■ **TASK OBJECTIVE**:
Only one span of the listing below should come back. It runs from the line with "pub fn try_post(&self, item: T)" through the line with "let workers = (0..count)", and each of its lines must be reproduced exactly.

━━━━━━━━━━━━━━━━

//! Store pass-through with request validation
//!
//! Requests arrive as raw byte strings. A string is accepted only if it
//! is printable up to a terminating NUL that lies inside the buffer.

use std::sync::Arc;

use tracing::{debug, error, trace};

use crate::bus::StoreService;
use crate::error::{Result, VeilError};
use crate::types::{StorePermission, StorePermissionMask, STORE_ABS_PATH_MAX};

/// Decode a NUL-terminated printable string at the start of `buf`
///
/// Returns the string and the number of bytes consumed, terminator
/// included.
pub fn valid_str(buf: &[u8]) -> Option<(&str, usize)> {
    for (i, byte) in buf.iter().enumerate() {
        if *byte == 0 {
            // printable ASCII is valid UTF-8
            return std::str::from_utf8(&buf[..i]).ok().map(|s| (s, i + 1));
        }
        if !(0x20..=0x7e).contains(byte) {
            return None;
        }
    }
    None
}

fn is_printable(s: &str) -> bool {
    s.bytes().all(|b| (0x20..=0x7e).contains(&b))
}

/// Path length check for requests that carry an explicit length
///
/// `path` excludes the terminator, so at most `STORE_ABS_PATH_MAX - 1`
/// bytes are allowed.
pub fn validate_abs_path(path: &str) -> Result<()> {
    if path.is_empty() || path.len() + 1 > STORE_ABS_PATH_MAX {
        return Err(VeilError::invalid(format!(
            "store path length {} outside 1..{}",
            path.len(),
            STORE_ABS_PATH_MAX
        )));
    }
    Ok(())
}

/// Encode directory entries as NUL-separated names with a final NUL
pub fn encode_multi_sz(entries: &[String]) -> Vec<u8> {
    let mut out = Vec::new();
    for entry in entries {
        out.extend_from_slice(entry.as_bytes());
        out.push(0);
    }
    if entries.is_empty() {
        out.push(0);
    }
    out.push(0);
    out
}

pub struct StoreGateway {
    store: Arc<dyn StoreService>,
}

impl StoreGateway {
    pub fn new(store: Arc<dyn StoreService>) -> Self {
        Self { store }
    }

    fn check(&self, what: &str, s: &str) -> Result<()> {
        if is_printable(s) {
            Ok(())
        } else {
            Err(VeilError::invalid(format!("{what} is not printable")))
        }
    }

    pub fn read(&self, path: &str) -> Result<String> {
        self.check("path", path)?;
        let value = self.store.read(path).map_err(|e| {
            error!("read of \"{}\" failed: {}", path, e);
            VeilError::from(e)
        })?;
        trace!("(\"{}\")->\"{}\"", path, value);
        Ok(value)
    }

    pub fn write(&self, path: &str, value: &str) -> Result<()> {
        self.check("path", path)?;
        self.check("value", value)?;
        self.store.write(path, value).map_err(|e| {
            error!("write of \"{}\" failed: {}", path, e);
            VeilError::from(e)
        })?;
        trace!("(\"{}\"=\"{}\")", path, value);
        Ok(())
    }

    pub fn directory(&self, path: &str) -> Result<Vec<String>> {
        self.check("path", path)?;
        let entries = self.store.directory(path).map_err(|e| {
            error!("directory of \"{}\" failed: {}", path, e);
            VeilError::from(e)
        })?;
        debug!("(\"{}\")=({})", path, entries.len());
        Ok(entries)
    }

    pub fn remove(&self, path: &str) -> Result<()> {
        self.check("path", path)?;
        self.store.remove(path).map_err(|e| {
            error!("remove of \"{}\" failed: {}", path, e);
            VeilError::from(e)
        })?;
        Ok(())
    }

    pub fn set_permissions(&self, path: &str, permissions: &[StorePermission]) -> Result<()> {
        validate_abs_path(path)?;
        debug!("> Path '{}', NumberPermissions {}", path, permissions.len());

        for (index, permission) in permissions.iter().enumerate() {
            trace!("> {}: Domain {}, Mask {:?}", index, permission.domain, permission.mask);
            if !StorePermissionMask::all().contains(permission.mask) {
                return Err(VeilError::invalid(format!(
                    "permission {index} has mask bits outside read|write"
                )));
            }
        }

        self.store.set_permissions(path, permissions).map_err(|e| {
            error!("set permissions on \"{}\" failed: {}", path, e);
            VeilError::from(e)
        })?;
        Ok(())
    }
}
//! Worker threads for deferred and passive work
//!
//! Every worker owns a bounded queue. Posting from the signal path never
//! blocks (`try_post`); a full queue hands the item back to the caller.
//! `flush` pushes a barrier through the queue and waits for it, which
//! guarantees every item posted before the call has finished running.

use std::sync::mpsc::{self, Receiver, SyncSender, TrySendError};
use std::thread::{self, JoinHandle};

use tracing::{debug, warn};

enum Job<T> {
    Run(T),
    Barrier(mpsc::Sender<()>),
    Stop,
}

/// A single thread draining a bounded queue of `T`
pub struct Worker<T: Send + 'static> {
    name: String,
    tx: SyncSender<Job<T>>,
    handle: Option<JoinHandle<()>>,
}

impl<T: Send + 'static> Worker<T> {
    /// Spawn a worker that feeds every posted item to `handler`
    pub fn spawn<F>(name: impl Into<String>, depth: usize, mut handler: F) -> std::io::Result<Self>
    where
        F: FnMut(T) + Send + 'static,
    {
        let name = name.into();
        let (tx, rx): (SyncSender<Job<T>>, Receiver<Job<T>>) = mpsc::sync_channel(depth.max(1));

        let handle = thread::Builder::new().name(name.clone()).spawn(move || {
            while let Ok(job) = rx.recv() {
                match job {
                    Job::Run(item) => handler(item),
                    Job::Barrier(done) => {
                        let _ = done.send(());
                    }
                    Job::Stop => break,
                }
            }
        })?;

        debug!("worker {} started (depth {})", name, depth);
        Ok(Self {
            name,
            tx,
            handle: Some(handle),
        })
    }

    pub fn name(&self) -> &str {
        &self.name
    }

    /// Queue `item` without blocking; returns it if the queue is full
    pub fn try_post(&self, item: T) -> Result<(), T> {
        match self.tx.try_send(Job::Run(item)) {
            Ok(()) => Ok(()),
            Err(TrySendError::Full(Job::Run(item)))
            | Err(TrySendError::Disconnected(Job::Run(item))) => Err(item),
            Err(_) => unreachable!("only Run jobs are posted here"),
        }
    }

    /// Queue `item`, waiting for room
    pub fn post(&self, item: T) -> Result<(), T> {
        match self.tx.send(Job::Run(item)) {
            Ok(()) => Ok(()),
            Err(mpsc::SendError(Job::Run(item))) => Err(item),
            Err(_) => unreachable!("only Run jobs are posted here"),
        }
    }

    /// Wait until every item queued before this call has been handled
    ///
    /// Must not be called from the worker's own thread.
    pub fn flush(&self) {
        let (done_tx, done_rx) = mpsc::channel();
        if self.tx.send(Job::Barrier(done_tx)).is_err() {
            return;
        }
        let _ = done_rx.recv();
    }
}

impl<T: Send + 'static> Drop for Worker<T> {
    fn drop(&mut self) {
        let _ = self.tx.send(Job::Stop);
        if let Some(handle) = self.handle.take() {
            if handle.join().is_err() {
                warn!("worker {} exited by panic", self.name);
            }
        }
    }
}

/// One deferred worker per processor slot
pub struct DeferredPool<T: Send + 'static> {
    workers: Vec<Worker<T>>,
}

impl<T: Send + 'static> DeferredPool<T> {
    /// Spawn `count` workers (0 means one per available processor)
    pub fn spawn<F>(count: usize, depth: usize, handler: F) -> std::io::Result<Self>
    where
        F: Fn(T) + Send + Sync + Clone + 'static,
    {
        let count = if count == 0 {
            thread::available_parallelism().map(|n| n.get()).unwrap_or(1)
        } else {
            count
        };

        let workers = (0..count)
            .map(|cpu| Worker::spawn(format!("veil-dpc-{cpu}"), depth, handler.clone()))
            .collect::<std::io::Result<Vec<_>>>()?;

        Ok(Self { workers })
    }

    pub fn len(&self) -> usize {
        self.workers.len()
    }

    pub fn is_empty(&self) -> bool {
        self.workers.is_empty()
    }

    /// Post to the worker serving `cpu` without blocking
    pub fn try_post(&self, cpu: usize, item: T) -> Result<(), T> {
        if self.workers.is_empty() {
            return Err(item);
        }
        self.workers[cpu % self.workers.len()].try_post(item)
    }

    /// Barrier through every worker
    pub fn flush(&self) {
        for worker in &self.workers {
            worker.flush();
        }
    }
}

━━━━━━━━━━━━━━━━

■ **EXERCISE OUTPUT**:
    pub fn try_post(&self, item: T) -> Result<(), T> {
        match self.tx.try_send(Job::Run(item)) {
            Ok(()) => Ok(()),
            Err(TrySendError::Full(Job::Run(item)))
            | Err(TrySendError::Disconnected(Job::Run(item))) => Err(item),
            Err(_) => unreachable!("only Run jobs are posted here"),
        }
    }

    /// Queue `item`, waiting for room
    pub fn post(&self, item: T) -> Result<(), T> {
        match self.tx.send(Job::Run(item)) {
            Ok(()) => Ok(()),
            Err(mpsc::SendError(Job::Run(item))) => Err(item),
            Err(_) => unreachable!("only Run jobs are posted here"),
        }
    }

    /// Wait until every item queued before this call has been handled
    ///
    /// Must not be called from the worker's own thread.
    pub fn flush(&self) {
        let (done_tx, done_rx) = mpsc::channel();
        if self.tx.send(Job::Barrier(done_tx)).is_err() {
            return;
        }
        let _ = done_rx.recv();
    }
}

impl<T: Send + 'static> Drop for Worker<T> {
    fn drop(&mut self) {
        let _ = self.tx.send(Job::Stop);
        if let Some(handle) = self.handle.take() {
            if handle.join().is_err() {
                warn!("worker {} exited by panic", self.name);
            }
        }
    }
}

/// One deferred worker per processor slot
pub struct DeferredPool<T: Send + 'static> {
    workers: Vec<Worker<T>>,
}

impl<T: Send + 'static> DeferredPool<T> {
    /// Spawn `count` workers (0 means one per available processor)
    pub fn spawn<F>(count: usize, depth: usize, handler: F) -> std::io::Result<Self>
    where
        F: Fn(T) + Send + Sync + Clone + 'static,
    {
        let count = if count == 0 {
            thread::available_parallelism().map(|n| n.get()).unwrap_or(1)
        } else {
            count
        };

        let workers = (0..count)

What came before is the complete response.